Vishing Campaigns Show How Session Hijacking Bypasses Traditional MFA

A single phone call was sufficient for attackers to obtain active session tokens at Qantas and several retail organizations. By impersonating internal IT staff, Scattered Spider operators persuaded employees to approve push notifications or relay one-time codes, converting those interactions into immediate access to operational systems. Flight schedules were disrupted and customer data exposed without any malware deployment or network exploit.

The incidents followed a consistent pattern: attackers reached employees through trusted voice channels, obtained real-time consent, and used the resulting tokens for lateral movement. Once a valid session existed, downstream controls provided no additional barrier because the authentication decision had already been completed.

Vishing Converted User Approval into Operational Access

Attackers relied on the fact that common second factors require human judgment at the moment of request. Employees received what appeared to be legitimate prompts and supplied the requested confirmation under the pressure of a live conversation. No cryptographic material needed extraction; the live session token itself became the usable credential. This approach succeeded across multiple targets because the communication channel remained reachable and the approval step contained no independent proof that the request originated from an authorized source.

Session-Based Factors Leave No Trace Once Granted

Traditional MFA implementations that depend on push notifications or displayed secrets keep verification material on a device reachable by phone or message. When that channel is compromised through impersonation, the factor itself supplies the attacker with what they need. The underlying cryptographic secret may never have left the device, yet access was still granted because the system accepted the human decision as authoritative. The core weakness is the transferability of that decision rather than any flaw in encryption.

Device-Bound Public-Key Credentials Remove Transferable Material

MFA 2.0 replaces approval-based factors with key pairs generated and stored on the endpoint. The private key remains inside hardware or a secure enclave and never leaves the device. Authentication occurs only when the device signs a fresh challenge after local biometric or PIN verification. Nothing travels that an attacker can intercept, request over the phone, or trick a user into forwarding.

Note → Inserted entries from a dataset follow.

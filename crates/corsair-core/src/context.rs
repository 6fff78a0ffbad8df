//! Per-tick decision context.
//!
//! A read-only snapshot of self/enemy/environment facts, constructed
//! fresh each tick from environment queries and consumed by every
//! utility function and the gunner. Percentage fields are clamped to
//! `[0,1]` at construction; when no enemy exists every enemy-derived
//! field holds a defined neutral value instead of garbage.

use glam::Vec2;
use serde::{Deserialize, Serialize};

use crate::constants::ENGAGEMENT_RANGE;
use crate::enums::MissileLockState;
use crate::types::{heading_delta_deg, heading_from_vec, Kinematics};

/// Own-ship status inputs reported by the environment.
#[derive(Debug, Clone, Copy, Default, PartialEq, Serialize, Deserialize)]
pub struct SelfStatus {
    /// Hull fraction `[0,1]`.
    pub health: f32,
    /// Shield fraction `[0,1]`.
    pub shield: f32,
    /// Primary weapon heat fraction `[0,1]`.
    pub weapon_heat: f32,
    /// Secondary rounds remaining.
    pub missile_ammo: u32,
    /// Secondary seeker state (owned by the weapon rig).
    pub missile_lock: MissileLockState,
    /// A hostile missile is tracking this ship.
    pub incoming_missile: bool,
}

/// Snapshot of the nearest enemy ship.
#[derive(Debug, Clone, Copy, PartialEq, Serialize, Deserialize)]
pub struct EnemyContact {
    pub kinematics: Kinematics,
    /// Enemy hull fraction `[0,1]`.
    pub health: f32,
    /// Enemy shield fraction `[0,1]`.
    pub shield: f32,
    /// False once the enemy has exhausted its armament.
    pub armed: bool,
}

/// The per-tick decision context.
#[derive(Debug, Clone, Copy, PartialEq, Serialize, Deserialize)]
pub struct Context {
    pub kinematics: Kinematics,
    pub health: f32,
    pub shield: f32,
    pub weapon_heat: f32,
    pub missile_ammo: u32,
    pub missile_lock: MissileLockState,
    pub incoming_missile: bool,

    /// Nearest live enemy, if any.
    pub enemy: Option<EnemyContact>,
    /// Vector from self to the enemy; zero when no enemy.
    pub to_enemy: Vec2,
    /// Distance to the enemy in meters; zero when no enemy.
    pub enemy_distance: f32,
    /// Absolute off-boresight angle to the enemy in degrees `[0,180]`.
    pub enemy_bearing_deg: f32,
    /// Unobstructed straight line to the enemy.
    pub has_los: bool,
    /// Rate of range closure in m/s (positive when converging).
    pub closing_speed: f32,

    /// Enemy ships within the sensing radius.
    pub enemies_nearby: u32,
    /// Friendly ships within the sensing radius.
    pub friends_nearby: u32,
    /// Enemy present and active.
    pub in_combat: bool,
}

fn frac(v: f32) -> f32 {
    if v.is_finite() {
        v.clamp(0.0, 1.0)
    } else {
        0.0
    }
}

impl Context {
    /// Context with no enemy in play: all enemy-derived fields neutral.
    pub fn without_enemy(kinematics: Kinematics, status: SelfStatus, friends_nearby: u32) -> Self {
        Self {
            kinematics,
            health: frac(status.health),
            shield: frac(status.shield),
            weapon_heat: frac(status.weapon_heat),
            missile_ammo: status.missile_ammo,
            missile_lock: status.missile_lock,
            incoming_missile: status.incoming_missile,
            enemy: None,
            to_enemy: Vec2::ZERO,
            enemy_distance: 0.0,
            enemy_bearing_deg: 0.0,
            has_los: false,
            closing_speed: 0.0,
            enemies_nearby: 0,
            friends_nearby,
            in_combat: false,
        }
    }

    /// Context with the nearest enemy resolved.
    pub fn with_enemy(
        kinematics: Kinematics,
        status: SelfStatus,
        enemy: EnemyContact,
        has_los: bool,
        enemies_nearby: u32,
        friends_nearby: u32,
    ) -> Self {
        let to_enemy = enemy.kinematics.position - kinematics.position;
        let enemy_distance = to_enemy.length();
        let bearing = heading_from_vec(to_enemy);
        let enemy_bearing_deg = heading_delta_deg(kinematics.heading_deg, bearing).abs();
        // Positive when the gap is shrinking.
        let closing_speed = if enemy_distance > f32::EPSILON {
            -(enemy.kinematics.velocity - kinematics.velocity).dot(to_enemy / enemy_distance)
        } else {
            0.0
        };

        let enemy = EnemyContact {
            health: frac(enemy.health),
            shield: frac(enemy.shield),
            ..enemy
        };

        Self {
            kinematics,
            health: frac(status.health),
            shield: frac(status.shield),
            weapon_heat: frac(status.weapon_heat),
            missile_ammo: status.missile_ammo,
            missile_lock: status.missile_lock,
            incoming_missile: status.incoming_missile,
            enemy: Some(enemy),
            to_enemy,
            enemy_distance,
            enemy_bearing_deg,
            has_los,
            closing_speed,
            enemies_nearby: enemies_nearby.max(1),
            friends_nearby,
            in_combat: true,
        }
    }

    /// Enemy distance normalized by the engagement range, clamped `[0,1]`.
    /// 1.0 when no enemy (maximally far).
    pub fn range_frac(&self) -> f32 {
        if self.enemy.is_none() {
            return 1.0;
        }
        (self.enemy_distance / ENGAGEMENT_RANGE).clamp(0.0, 1.0)
    }

    /// Facing quality toward the enemy: 1 nose-on, 0 tail-on.
    pub fn facing_frac(&self) -> f32 {
        1.0 - (self.enemy_bearing_deg / 180.0).clamp(0.0, 1.0)
    }

    /// More hostile than friendly hulls in sensor range.
    pub fn outnumbered(&self) -> bool {
        self.enemies_nearby > self.friends_nearby + 1
    }
}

This model applies the same non-exportable primitive across registration, device onboarding, authorization, and decommissioning. No fallback channel exists for voice-based social engineering. Unlike FIDO2 and passkeys, which protect only the login step after potentially phishable registration, device-bound credentials eliminate phishable material from every stage of the identity lifecycle.

The Qantas incidents would have ended at the first call. Employees cannot be persuaded to approve a signature that does not appear on screen and cannot be read aloud. Recovery after device loss uses only public-key operations through pre-registered devices or administrator challenges. Standard SAML and OIDC connectors map the resulting assertions to existing user directories without changes to provisioning.

MFA 2.0 is phish-proof, passwordless authentication built on public-key cryptography. It uses device-bound credentials with no central credential database and requires same-device authentication. Because no credentials exist to compromise, the attack cannot occur in the first place. This model focuses on prevention rather than detection or post-authentication monitoring.